Gilead Sciences and biotechnology company Terray Therapeutics have formed a partnership to discover and develop novel small molecule therapies targeting multiple diseases.
The financial terms of the collaboration were not disclosed.
The partnership will use Terray Therapeutics’ tNova drug discovery platform, which integrates high-throughput chemical experimentation, computational analysis, and artificial intelligence (AI)-driven drug discovery.
Using an iterative approach, the platform applies AI-powered methods to a vast library of purpose-built, quantitative, structure-activity data. This enables the identification of optimal molecules to tackle complex drug discovery challenges.

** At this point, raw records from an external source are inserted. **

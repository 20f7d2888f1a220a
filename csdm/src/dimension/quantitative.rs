use ndarray::Array1;
use serde_json::{Map, Value};
use tracing::warn;

use super::config::QuantitativeConfig;
use crate::{
    errors::{Error, Result},
    helpers,
    units::{ScalarQuantity, Unit},
};

/// The attributes every dimension with physical units has, and that its reciprocal has as well.
///
/// Offsets and the period are always kept in `unit`, so converting the unit converts them too.
///
/// When the dimension is made dimensionless, coordinates are reported as the ratio of the
/// coordinate to the origin offset, in `ratio_unit` (a plain ratio or eg "ppm"). The origin offset
/// is added to form absolute coordinates and divides coordinates to form ratios. The reference
/// offset is only ever subtracted.
///
#[derive(Clone, Debug, PartialEq)]
pub struct Quantitative {
    unit: Unit,
    ratio_unit: Option<Unit>,
    reference_offset: ScalarQuantity,
    origin_offset: ScalarQuantity,
    period: ScalarQuantity,
    quantity_kind: String,
    label: String,
    description: String,
    application: Map<String, Value>,
}

impl Quantitative {
    pub(crate) fn new(unit: Unit) -> Self {
        Self {
            reference_offset: ScalarQuantity::zero(&unit),
            origin_offset: ScalarQuantity::zero(&unit),
            period: ScalarQuantity::infinity(&unit),
            quantity_kind: unit.quantity_kind().to_string(),
            label: String::new(),
            description: String::new(),
            application: Map::new(),
            ratio_unit: None,
            unit,
        }
    }

    pub(crate) fn from_config(unit: Unit, config: &QuantitativeConfig) -> Result<Self> {
        let mut fields = Self::new(unit);
        if let Some(quantity_kind) = &config.quantity_kind {
            fields.check_quantity_kind(quantity_kind)?;
        }
        if let Some(reference_offset) = &config.reference_offset {
            fields.set_reference_offset(reference_offset)?;
        }
        if let Some(origin_offset) = &config.origin_offset {
            fields.set_origin_offset(origin_offset)?;
        }
        if let Some(period) = &config.period {
            fields.set_period(period)?;
        }
        if let Some(label) = &config.label {
            fields.label = label.clone();
        }
        if let Some(description) = &config.description {
            fields.description = description.clone();
        }
        if let Some(application) = &config.application {
            fields.application = application.clone();
        }
        if let Some(made_dimensionless) = config.made_dimensionless {
            fields.set_made_dimensionless(made_dimensionless)?;
        }

        Ok(fields)
    }

    /// The unit coordinates are computed in.
    pub fn unit(&self) -> &Unit {
        &self.unit
    }

    /// The unit coordinates are reported in. Differs from `unit` only for dimensionless ratios.
    pub fn display_unit(&self) -> &Unit {
        self.ratio_unit.as_ref().unwrap_or(&self.unit)
    }

    pub fn reference_offset(&self) -> &ScalarQuantity {
        &self.reference_offset
    }

    pub fn origin_offset(&self) -> &ScalarQuantity {
        &self.origin_offset
    }

    pub fn period(&self) -> &ScalarQuantity {
        &self.period
    }

    pub fn quantity_kind(&self) -> &str {
        &self.quantity_kind
    }

    pub fn label(&self) -> &str {
        &self.label
    }

    pub fn description(&self) -> &str {
        &self.description
    }

    /// Free form metadata, keyed by the application that wrote it.
    pub fn application(&self) -> &Map<String, Value> {
        &self.application
    }

    pub fn made_dimensionless(&self) -> bool {
        self.ratio_unit.is_some()
    }

    pub(crate) fn set_reference_offset(&mut self, value: &str) -> Result<()> {
        self.reference_offset = self.parse_consistent("reference_offset", value)?;

        Ok(())
    }

    pub(crate) fn set_origin_offset(&mut self, value: &str) -> Result<()> {
        let origin_offset = self.parse_consistent("origin_offset", value)?;
        if self.made_dimensionless() && origin_offset.is_zero() {
            return Err(zero_origin());
        }
        self.origin_offset = origin_offset;

        Ok(())
    }

    /// Set the period from a quantity string or one of the infinity sentinels. A zero period
    /// means the dimension isn't periodic.
    ///
    pub(crate) fn set_period(&mut self, value: &str) -> Result<()> {
        if helpers::is_infinity_sentinel(value) {
            self.period = ScalarQuantity::infinity(&self.unit);
            return Ok(());
        }

        let period = self.parse_consistent("period", value)?;
        if period.value() < 0.0 {
            return Err(Error::value("period", "the period must not be negative"));
        }
        self.period = if period.is_zero() {
            ScalarQuantity::infinity(&self.unit)
        } else {
            period
        };

        Ok(())
    }

    pub(crate) fn set_quantity_kind(&mut self, _value: &str) -> Result<()> {
        Err(Error::NotImplemented {
            attribute: "quantity_kind",
        })
    }

    pub(crate) fn set_label<S: Into<String>>(&mut self, label: S) {
        self.label = label.into();
    }

    pub(crate) fn set_description<S: Into<String>>(&mut self, description: S) {
        self.description = description.into();
    }

    pub(crate) fn set_application(&mut self, application: Map<String, Value>) {
        self.application = application;
    }

    pub(crate) fn set_made_dimensionless(&mut self, made_dimensionless: bool) -> Result<()> {
        if !made_dimensionless {
            self.ratio_unit = None;
            Ok(())
        } else if self.ratio_unit.is_none() {
            self.make_ratio(Unit::dimensionless())
        } else {
            Ok(())
        }
    }

    /// Express the dimension in `unit`.
    ///
    /// A dimensionless ratio unit such as "ppm" given for a dimension with physical units turns
    /// the dimension into a ratio to its origin offset. Converting back to a physical unit turns
    /// the ratio off again.
    ///
    pub(crate) fn convert_unit(&mut self, unit: &str) -> Result<()> {
        let target = Unit::parse(unit)?;
        if self.unit.is_consistent(&target) {
            for quantity in [
                &mut self.reference_offset,
                &mut self.origin_offset,
                &mut self.period,
            ] {
                if let Some(converted) = quantity.converted(&target) {
                    *quantity = converted;
                }
            }
            self.unit = target;
            self.ratio_unit = None;

            Ok(())
        } else if target.is_dimensionless() {
            self.make_ratio(target)
        } else {
            Err(Error::Dimensionality {
                field: String::from("unit"),
                expected: describe(&self.unit),
                found: describe(&target),
            })
        }
    }

    /// Coordinates relative to the reference offset, from raw coordinates in `unit`.
    pub(crate) fn reference_coordinates(&self, raw: &Array1<f64>) -> Array1<f64> {
        self.as_ratio(raw - self.reference_offset.value())
    }

    pub(crate) fn absolute_coordinates(&self, raw: &Array1<f64>) -> Array1<f64> {
        self.as_ratio(raw - self.reference_offset.value() + self.origin_offset.value())
    }

    /// Parse `value` and express it in the dimension's unit.
    pub(crate) fn parse_consistent(&self, field: &str, value: &str) -> Result<ScalarQuantity> {
        let quantity = ScalarQuantity::parse(value)?;

        quantity
            .converted(&self.unit)
            .ok_or_else(|| Error::Dimensionality {
                field: field.to_string(),
                expected: describe(&self.unit),
                found: describe(quantity.unit()),
            })
    }

    /// The non-default attributes, in the form the configuration reads them.
    pub(crate) fn to_dictionary(&self) -> Map<String, Value> {
        let mut map = Map::new();
        if !self.description.trim().is_empty() {
            map.insert("description".into(), self.description.clone().into());
        }
        if !self.reference_offset.is_zero() {
            map.insert("reference_offset".into(), self.reference_offset.to_string().into());
        }
        if !self.origin_offset.is_zero() {
            map.insert("origin_offset".into(), self.origin_offset.to_string().into());
        }
        if !matches!(self.quantity_kind.as_str(), "unknown" | "dimensionless") {
            map.insert("quantity_kind".into(), self.quantity_kind.clone().into());
        }
        if !(self.period.is_infinite() || self.period.is_zero()) {
            map.insert("period".into(), self.period.to_string().into());
        }
        if !self.label.trim().is_empty() {
            map.insert("label".into(), self.label.clone().into());
        }
        if self.made_dimensionless() {
            map.insert("made_dimensionless".into(), true.into());
        }
        if !self.application.is_empty() {
            map.insert("application".into(), self.application.clone().into());
        }

        map
    }

    fn check_quantity_kind(&mut self, quantity_kind: &str) -> Result<()> {
        let expected = self.unit.quantity_kind();
        if quantity_kind == expected {
            Ok(())
        } else if expected == "unknown" {
            warn!(
                quantity_kind,
                unit = %self.unit,
                "can't verify the quantity kind for this unit, keeping it as given"
            );
            self.quantity_kind = quantity_kind.to_string();
            Ok(())
        } else {
            Err(Error::Dimensionality {
                field: String::from("quantity_kind"),
                expected: expected.to_string(),
                found: quantity_kind.to_string(),
            })
        }
    }

    fn make_ratio(&mut self, ratio_unit: Unit) -> Result<()> {
        if self.origin_offset.is_zero() {
            return Err(zero_origin());
        }
        self.ratio_unit = Some(ratio_unit);

        Ok(())
    }

    fn as_ratio(&self, coordinates: Array1<f64>) -> Array1<f64> {
        match &self.ratio_unit {
            Some(ratio_unit) => coordinates / (self.origin_offset.value() * ratio_unit.scale()),
            None => coordinates,
        }
    }
}

fn zero_origin() -> Error {
    Error::value(
        "origin_offset",
        "a dimensionless ratio requires a non-zero origin offset",
    )
}

fn describe(unit: &Unit) -> String {
    match unit.to_string() {
        unit if unit.is_empty() => String::from("dimensionless"),
        unit => unit,
    }
}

In October, the biotechnology company secured $120m in a Series B funding round to support its tNova platform and internal programmes.
Gilead Sciences research executive vice president Flavius Martin said: “Next-generation, AI-driven platforms using custom-generated large, relevant data sets will serve as important tools in our efforts to shape the future of drug discovery in our ongoing pursuit of innovative treatments across our therapeutic areas of focus.”

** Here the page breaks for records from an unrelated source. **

use std::fmt;
use std::result;

#[derive(Debug)]
pub enum Error {
    /// Contradictory or missing configuration keys.
    Configuration(String),

    /// A quantity's physical dimensionality doesn't match the one established for the field.
    Dimensionality {
        field: String,
        expected: String,
        found: String,
    },

    /// A quantity or unit string could not be parsed.
    Format { input: String, reason: String },

    /// A configuration value has the wrong type, eg a string where a boolean is expected.
    Type {
        field: String,
        expected: &'static str,
        found: String,
    },

    /// A value is out of its domain.
    Value { field: String, reason: String },

    /// An operation that the dimension variant (or sampling type) doesn't support.
    UnsupportedOperation {
        operation: &'static str,
        kind: &'static str,
    },

    /// An attribute that doesn't exist on the dimension variant.
    Attribute {
        kind: &'static str,
        attribute: &'static str,
    },

    /// An attribute that exists but can't be modified.
    NotImplemented { attribute: &'static str },

    Json(serde_json::Error),
}

impl Error {
    pub(crate) fn format<I, R>(input: I, reason: R) -> Self
    where
        I: Into<String>,
        R: Into<String>,
    {
        Self::Format {
            input: input.into(),
            reason: reason.into(),
        }
    }

    pub(crate) fn value<F, R>(field: F, reason: R) -> Self
    where
        F: Into<String>,
        R: Into<String>,
    {
        Self::Value {
            field: field.into(),
            reason: reason.into(),
        }
    }
}

impl fmt::Display for Error {
    fn fmt(&self, f: &mut fmt::Formatter<'_>) -> fmt::Result {
        match self {
            Error::Configuration(message) => write!(f, "invalid dimension configuration: {message}"),
            Error::Dimensionality {
                field,
                expected,
                found,
            } => write!(
                f,
                "the unit '{found}' given for '{field}' is inconsistent with the dimension's \
                 unit '{expected}'"
            ),
            Error::Format { input, reason } => {
                write!(f, "cannot parse '{input}' as a quantity: {reason}")
            }
            Error::Type {
                field,
                expected,
                found,
            } => write!(
                f,
                "expecting an instance of type '{expected}' for '{field}', but got '{found}'"
            ),
            Error::Value { field, reason } => write!(f, "invalid value for '{field}': {reason}"),
            Error::UnsupportedOperation { operation, kind } => {
                write!(f, "'{operation}' is not supported for {kind} dimensions")
            }
            Error::Attribute { kind, attribute } => {
                write!(f, "{kind} dimension has no attribute '{attribute}'")
            }
            Error::NotImplemented { attribute } => {
                write!(f, "the attribute '{attribute}' cannot be modified")
            }
            Error::Json(err) => write!(f, "{err}"),
        }
    }
}

impl std::error::Error for Error {
    fn source(&self) -> Option<&(dyn std::error::Error + 'static)> {
        match self {
            Error::Json(err) => Some(err),
            _ => None,
        }
    }
}

impl From<serde_json::Error> for Error {
    fn from(err: serde_json::Error) -> Self {
        Self::Json(err)
    }
}

pub type Result<T> = result::Result<T, Error>;

#[cfg(test)]
mod tests {
    use super::*;

    #[test]
    fn test_display() {
        let err = Error::Dimensionality {
            field: String::from("reference_offset"),
            expected: String::from("G"),
            found: String::from("s"),
        };
        assert_eq!(
            err.to_string(),
            "the unit 's' given for 'reference_offset' is inconsistent with the dimension's \
             unit 'G'"
        );

        let err = Error::Attribute {
            kind: "labeled",
            attribute: "increment",
        };
        assert_eq!(err.to_string(), "labeled dimension has no attribute 'increment'");
    }

    #[test]
    fn test_from_json() {
        let err: Error = serde_json::from_str::<serde_json::Value>("{").unwrap_err().into();
        assert!(matches!(err, Error::Json(_)));
        assert!(std::error::Error::source(&err).is_some());
    }
}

Under the agreement, Terray Therapeutics will use its tNova platform to discover and develop small molecule compounds for targets chosen by Gilead Sciences.
If Gilead Sciences exercises its option to exclusively license these compounds, the American biopharmaceutical company will handle further development and commercialisation.
In return, Terray Therapeutics will receive an upfront payment and is eligible for milestone payments tied to preclinical, clinical, and sales achievements.
Additionally, the biotechnology company will earn tiered royalties on net sales of products commercialised by Gilead Sciences through the collaboration.
Terray Therapeutics CEO Jacob Berlin said: “We’re very excited to put tNova’s unique blend of experimentation and computation to work alongside the deep expertise of our collaborators at Gilead to find transformational small molecule therapeutics that bring relief to patients in need.”
In a parallel development, Gilead Sciences secured breakthrough therapy designation from the US Food and Drug Administration (FDA) for Trodelvy (sacituzumab govitecan-hziy).
Trodelvy is indicated for the treatment of adults with extensive-stage small cell lung cancer (ES-SCLC) whose disease has progressed after platinum-based chemotherapy.
The breakthrough therapy designation was granted based on results from the global Phase 2 TROPiCS-03 study ES-SCLC cohort, which demonstrated promising outcomes with Trodelvy as a second-line treatment for ES-SCLC.
In January this year, Trodelvy failed to meet the primary endpoint of overall survival (OS) in the Phase 3 EVOKE-01 lung cancer trial.